GOAL OF THE EXERCISE: This exercise asks for a copy of each line in the records below with the word "Idle" in it.

Dataset entries:
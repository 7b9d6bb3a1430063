//! Engine layer for Strand
//!
//! This crate wraps the transactional store into an embeddable surface:
//! - Database: Store plus background version cleanup, one constructor call
//! - VersionCleaner: The periodic pruning task, usable standalone with any
//!   store handle for embedders that run their own scheduler

#![warn(missing_docs)]
#![warn(clippy::all)]

pub mod cleaner;
pub mod database;

pub use cleaner::VersionCleaner;
pub use database::Database;
//! Transient credentials and the identity exchange that issues them
//!
//! - [`Credentials`] are immutable once issued and superseded on refresh
//! - [`IdentityExchange`] is the seam to the external credential provider
//! - [`broker::CredentialBroker`] caches and refreshes them for the orchestrator

use async_trait::async_trait;
use chrono::{DateTime, Duration, Utc};
use thiserror::Error;

pub mod broker;
pub mod cognito;

pub use broker::CredentialBroker;
pub use cognito::CognitoIdentityExchange;

/// Temporary access credentials tied to an authenticated identity
#[derive(Clone, PartialEq)]
pub struct Credentials {
    pub access_key_id: String,
    pub secret_access_key: String,
    pub session_token: Option<String>,
    pub expires_at: DateTime<Utc>,
    /// Identity the credentials were issued for, when the provider reports one
    pub identity_id: Option<String>,
}

impl Credentials {
    /// True once `now` has reached the expiry instant
    pub fn is_expired(&self, now: DateTime<Utc>) -> bool {
        now >= self.expires_at
    }

    /// True while `now` is before `expires_at - skew`
    pub fn is_fresh(&self, now: DateTime<Utc>, skew: Duration) -> bool {
        now < self.expires_at - skew
    }
}

// Secret material must never reach logs.
impl std::fmt::Debug for Credentials {
    fn fmt(&self, f: &mut std::fmt::Formatter<'_>) -> std::fmt::Result {
        f.debug_struct("Credentials")
            .field("access_key_id", &self.access_key_id)
            .field("secret_access_key", &"***")
            .field(
                "session_token",
                &self.session_token.as_ref().map(|_| "***"),
            )
            .field("expires_at", &self.expires_at)
            .field("identity_id", &self.identity_id)
            .finish()
    }
}

/// Proof of an authenticated identity, produced by the sign-in flow
#[derive(Clone)]
pub struct IdentityProof {
    /// Identity token issued by the user pool
    pub id_token: String,
}

impl IdentityProof {
    pub fn new(id_token: impl Into<String>) -> Self {
        Self {
            id_token: id_token.into(),
        }
    }
}

impl std::fmt::Debug for IdentityProof {
    fn fmt(&self, f: &mut std::fmt::Formatter<'_>) -> std::fmt::Result {
        f.debug_struct("IdentityProof")
            .field("id_token", &"***")
            .finish()
    }
}

/// Credential acquisition failures
#[derive(Debug, Error, Clone, PartialEq)]
pub enum CredentialError {
    #[error("Credential exchange failed: {0}")]
    Exchange(String),
    #[error("Identity proof rejected: {0}")]
    IdentityRejected(String),
    #[error("Credential exchange returned no credentials")]
    MissingCredentials,
    #[error("Credentials expired at {expired_at} and could not be refreshed")]
    Expired { expired_at: DateTime<Utc> },
    #[error("No identity proof available - sign in required")]
    Unauthenticated,
}

impl CredentialError {
    /// Whether the operator must re-authenticate before another attempt can succeed
    pub fn requires_reauthentication(&self) -> bool {
        matches!(
            self,
            CredentialError::IdentityRejected(_) | CredentialError::Unauthenticated
        )
    }
}

/// External identity-exchange call: proven identity in, transient credentials out
#[async_trait]
pub trait IdentityExchange: Send + Sync {
    async fn exchange(&self, proof: &IdentityProof) -> Result<Credentials, CredentialError>;

    /// Drop anything remembered about the previous identity
    fn forget_identity(&self) {}
}

#[cfg(test)]
mod tests {
    use super::*;
    use chrono::TimeZone;

    fn credentials(expires_at: DateTime<Utc>) -> Credentials {
        Credentials {
            access_key_id: "AKIDEXAMPLE".to_string(),
            secret_access_key: "super-secret".to_string(),
            session_token: Some("session-token-value".to_string()),
            expires_at,
            identity_id: None,
        }
    }

    #[test]
    fn test_freshness_respects_skew() {
        let now = Utc.with_ymd_and_hms(2024, 1, 1, 12, 0, 0).unwrap();
        let creds = credentials(now + Duration::seconds(120));

        assert!(creds.is_fresh(now, Duration::seconds(60)));
        assert!(!creds.is_fresh(now + Duration::seconds(60), Duration::seconds(60)));
        assert!(!creds.is_expired(now + Duration::seconds(119)));
        assert!(creds.is_expired(now + Duration::seconds(120)));
    }

    #[test]
    fn test_debug_redacts_secrets() {
        let now = Utc::now();
        let rendered = format!("{:?}", credentials(now));
        assert!(rendered.contains("AKIDEXAMPLE"));
        assert!(!rendered.contains("super-secret"));
        assert!(!rendered.contains("session-token-value"));

        let proof = IdentityProof::new("eyJraWQ.secret.token");
        assert!(!format!("{proof:?}").contains("eyJraWQ"));
    }

    #[test]
    fn test_reauthentication_classification() {
        assert!(CredentialError::IdentityRejected("expired".into()).requires_reauthentication());
        assert!(CredentialError::Unauthenticated.requires_reauthentication());
        assert!(!CredentialError::Exchange("timeout".into()).requires_reauthentication());
        assert!(!CredentialError::MissingCredentials.requires_reauthentication());
    }
}
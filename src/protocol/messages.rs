//! Wire payloads exchanged with the robot and its shadow
//!
//! Inbound:
//! - device status `{state, updatedAt, heartbeatAt, requestId?}` (epoch ms)
//! - shadow `get/accepted` carrying `state.reported`
//! - shadow `update/documents` carrying `current.state.reported`
//! - shadow `get/rejected` carrying `{code, message}`
//!
//! Outbound: the call command and the empty shadow `get` request.

use super::topics::{classify_topic, TopicKind};
use crate::clock::from_epoch_millis;
use chrono::{DateTime, Utc};
use serde::{Deserialize, Serialize};
use serde_json::Value;
use thiserror::Error;

/// Rejection code the shadow service uses for a shadow that does not exist
pub const SHADOW_NOT_FOUND: i64 = 404;

/// Payload of the shadow `get` request
pub const SHADOW_GET_PAYLOAD: &[u8] = b"{}";

/// Robot state as reported by the device
#[derive(Debug, Clone, Copy, PartialEq, Eq, Serialize)]
#[serde(rename_all = "lowercase")]
pub enum RobotState {
    Idle,
    Moving,
    Offline,
    Unknown,
}

impl RobotState {
    pub fn as_str(&self) -> &'static str {
        match self {
            RobotState::Idle => "idle",
            RobotState::Moving => "moving",
            RobotState::Offline => "offline",
            RobotState::Unknown => "unknown",
        }
    }
}

impl From<&str> for RobotState {
    fn from(value: &str) -> Self {
        match value {
            "idle" => RobotState::Idle,
            "moving" => RobotState::Moving,
            "offline" => RobotState::Offline,
            _ => RobotState::Unknown,
        }
    }
}

impl std::fmt::Display for RobotState {
    fn fmt(&self, f: &mut std::fmt::Formatter<'_>) -> std::fmt::Result {
        f.write_str(self.as_str())
    }
}

/// Last known device state; persists across reconnects until a fresh status arrives
#[derive(Debug, Clone, PartialEq, Serialize)]
#[serde(rename_all = "camelCase")]
pub struct DeviceState {
    pub state: RobotState,
    pub last_reported_at: Option<DateTime<Utc>>,
    pub last_heartbeat_at: Option<DateTime<Utc>>,
}

impl Default for DeviceState {
    fn default() -> Self {
        Self {
            state: RobotState::Unknown,
            last_reported_at: None,
            last_heartbeat_at: None,
        }
    }
}

impl DeviceState {
    /// Apply a status update as one whole replacement
    ///
    /// State falls back to the previous value when absent. The heartbeat
    /// instant is `heartbeatAt`, else `updatedAt`, else `now`.
    pub fn applied(&self, update: &StatusUpdate, now: DateTime<Utc>) -> DeviceState {
        DeviceState {
            state: update.state.unwrap_or(self.state),
            last_reported_at: Some(update.updated_at.unwrap_or(now)),
            last_heartbeat_at: Some(update.heartbeat_instant(now)),
        }
    }
}

/// A device status report, from the status topic or a shadow document
#[derive(Debug, Clone, PartialEq, Default)]
pub struct StatusUpdate {
    pub state: Option<RobotState>,
    pub updated_at: Option<DateTime<Utc>>,
    pub heartbeat_at: Option<DateTime<Utc>>,
    pub request_id: Option<String>,
}

impl StatusUpdate {
    pub fn heartbeat_instant(&self, now: DateTime<Utc>) -> DateTime<Utc> {
        self.heartbeat_at.or(self.updated_at).unwrap_or(now)
    }
}

#[derive(Debug, Deserialize)]
#[serde(rename_all = "camelCase")]
struct RawStatus {
    state: Option<String>,
    updated_at: Option<f64>,
    heartbeat_at: Option<f64>,
    request_id: Option<String>,
}

impl From<RawStatus> for StatusUpdate {
    fn from(raw: RawStatus) -> Self {
        StatusUpdate {
            state: raw.state.as_deref().map(RobotState::from),
            updated_at: raw.updated_at.and_then(|ms| from_epoch_millis(ms as i64)),
            heartbeat_at: raw.heartbeat_at.and_then(|ms| from_epoch_millis(ms as i64)),
            request_id: raw.request_id,
        }
    }
}

/// Body of a shadow `get/rejected` message
#[derive(Debug, Clone, PartialEq, Deserialize)]
pub struct ShadowRejection {
    pub code: i64,
    #[serde(default)]
    pub message: String,
}

impl ShadowRejection {
    pub fn is_not_found(&self) -> bool {
        self.code == SHADOW_NOT_FOUND
    }
}

/// An inbound message after routing
#[derive(Debug, Clone, PartialEq)]
pub enum RoutedMessage {
    Status {
        source: TopicKind,
        update: StatusUpdate,
    },
    ShadowRejected(ShadowRejection),
}

#[derive(Debug, Error, Clone, PartialEq)]
pub enum MessageParseError {
    #[error("No route for topic {0}")]
    UnknownTopic(String),
    #[error("Invalid JSON: {0}")]
    InvalidJson(String),
    #[error("Missing {0} in shadow document")]
    MissingField(&'static str),
}

/// Decode an inbound payload according to its topic suffix
pub fn route_message(topic: &str, payload: &[u8]) -> Result<RoutedMessage, MessageParseError> {
    let kind =
        classify_topic(topic).ok_or_else(|| MessageParseError::UnknownTopic(topic.to_string()))?;

    let value: Value = serde_json::from_slice(payload)
        .map_err(|e| MessageParseError::InvalidJson(e.to_string()))?;

    match kind {
        TopicKind::DeviceStatus => Ok(RoutedMessage::Status {
            source: kind,
            update: parse_status(value)?,
        }),
        TopicKind::ShadowGetAccepted => {
            let reported = value
                .pointer("/state/reported")
                .cloned()
                .ok_or(MessageParseError::MissingField("state.reported"))?;
            Ok(RoutedMessage::Status {
                source: kind,
                update: parse_status(reported)?,
            })
        }
        TopicKind::ShadowUpdateDocuments => {
            let reported = value
                .pointer("/current/state/reported")
                .cloned()
                .ok_or(MessageParseError::MissingField("current.state.reported"))?;
            Ok(RoutedMessage::Status {
                source: kind,
                update: parse_status(reported)?,
            })
        }
        TopicKind::ShadowGetRejected => {
            let rejection: ShadowRejection = serde_json::from_value(value)
                .map_err(|e| MessageParseError::InvalidJson(e.to_string()))?;
            Ok(RoutedMessage::ShadowRejected(rejection))
        }
    }
}

fn parse_status(value: Value) -> Result<StatusUpdate, MessageParseError> {
    let raw: RawStatus =
        serde_json::from_value(value).map_err(|e| MessageParseError::InvalidJson(e.to_string()))?;
    Ok(raw.into())
}

/// Operator "call" command published to the command topic
#[derive(Debug, Clone, PartialEq, Serialize, Deserialize)]
#[serde(rename_all = "camelCase")]
pub struct CallCommand {
    pub request_id: String,
    pub destination: String,
    /// Epoch milliseconds
    pub issued_at: i64,
}

impl CallCommand {
    pub fn to_payload(&self) -> Result<Vec<u8>, serde_json::Error> {
        serde_json::to_vec(self)
    }
}
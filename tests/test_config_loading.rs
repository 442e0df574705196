//! Configuration loading and validation tests
//!
//! Tests focus on the observable outcome of loading a file: what parses,
//! what defaults apply, and which mistakes are rejected.

use amr_console::config::{ConfigError, ConsoleConfig};
use std::io::Write;
use std::path::Path;
use tempfile::NamedTempFile;

const MINIMAL: &str = r#"
[iot]
region = "ap-northeast-1"
endpoint = "abc123-ats.iot.ap-northeast-1.amazonaws.com"
thing_name = "AMR-001"
shadow_name = "robot"

[identity]
identity_pool_id = "ap-northeast-1:00000000-0000-0000-0000-000000000000"
user_pool_id = "ap-northeast-1_POOL"

[console]
destinations = ["A-01", "B-02"]
"#;

fn write_config(content: &str) -> NamedTempFile {
    let mut temp_file = NamedTempFile::new().unwrap();
    write!(temp_file, "{content}").unwrap();
    temp_file
}

#[test]
fn test_config_loads_successfully_from_valid_toml() {
    let temp_file = write_config(MINIMAL);

    let config = ConsoleConfig::load_from_file(temp_file.path()).unwrap();

    assert_eq!(config.iot.region, "ap-northeast-1");
    assert_eq!(config.iot.thing_name, "AMR-001");
    assert_eq!(config.console.destinations, vec!["A-01", "B-02"]);
    assert_eq!(config.console.bind, "127.0.0.1:8080");
    assert_eq!(config.liveness.tick_interval_ms, 1000);
    assert_eq!(config.transport.keep_alive_secs, 60);
    assert_eq!(config.identity.endpoint, None);
}

#[test]
fn test_config_loads_with_all_sections() {
    let content = format!(
        r#"{MINIMAL}
[liveness]
tick_interval_ms = 500
soft_threshold_ms = 10000
hard_threshold_ms = 60000
resync_cooldown_ms = 5000

[reconnect]
initial_delay_ms = 500
max_delay_ms = 10000
multiplier = 3
max_attempts = 8

[transport]
keep_alive_secs = 30
connect_timeout_secs = 5
clean_session = false
"#
    );
    let temp_file = write_config(&content);

    let config = ConsoleConfig::load_from_file(temp_file.path()).unwrap();

    assert_eq!(config.liveness.soft_threshold_ms, 10_000);
    assert_eq!(config.liveness.hard_threshold_ms, 60_000);
    assert_eq!(config.reconnect.multiplier, 3);
    assert_eq!(config.reconnect.max_attempts, Some(8));
    assert!(!config.transport.clean_session);
}

#[test]
fn test_missing_file_is_read_error() {
    let result = ConsoleConfig::load_from_file(Path::new("/nonexistent/amr-console.toml"));
    assert!(matches!(result, Err(ConfigError::FileRead(_))));
}

#[test]
fn test_malformed_toml_is_parse_error() {
    let temp_file = write_config("[iot\nregion = ");
    let result = ConsoleConfig::load_from_file(temp_file.path());
    assert!(matches!(result, Err(ConfigError::TomlParse(_))));
}

#[test]
fn test_missing_required_section_is_parse_error() {
    let temp_file = write_config(
        r#"
[iot]
region = "us-east-1"
endpoint = "example.com"
thing_name = "AMR-001"
shadow_name = "robot"
"#,
    );
    let result = ConsoleConfig::load_from_file(temp_file.path());
    assert!(matches!(result, Err(ConfigError::TomlParse(_))));
}

#[test]
fn test_invalid_thing_name_rejected_on_load() {
    let temp_file = write_config(&MINIMAL.replace("AMR-001", "AMR/001"));
    let result = ConsoleConfig::load_from_file(temp_file.path());
    assert!(matches!(result, Err(ConfigError::InvalidThingName(_))));
}

#[test]
fn test_soft_threshold_above_hard_rejected_on_load() {
    let content = format!(
        "{MINIMAL}\n[liveness]\nsoft_threshold_ms = 200000\nhard_threshold_ms = 100000\n"
    );
    let temp_file = write_config(&content);
    let result = ConsoleConfig::load_from_file(temp_file.path());
    assert!(matches!(result, Err(ConfigError::InvalidConfig(_))));
}

#[test]
fn test_config_round_trips_through_show_output() {
    let config = ConsoleConfig::from_toml_str(MINIMAL).unwrap();
    let rendered = toml::to_string_pretty(&config).unwrap();
    let reparsed = ConsoleConfig::from_toml_str(&rendered).unwrap();
    assert_eq!(config, reparsed);
}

WRITTEN REPLY:
    Idle,
            RobotState::Idle => "idle",
            "idle" => RobotState::Idle,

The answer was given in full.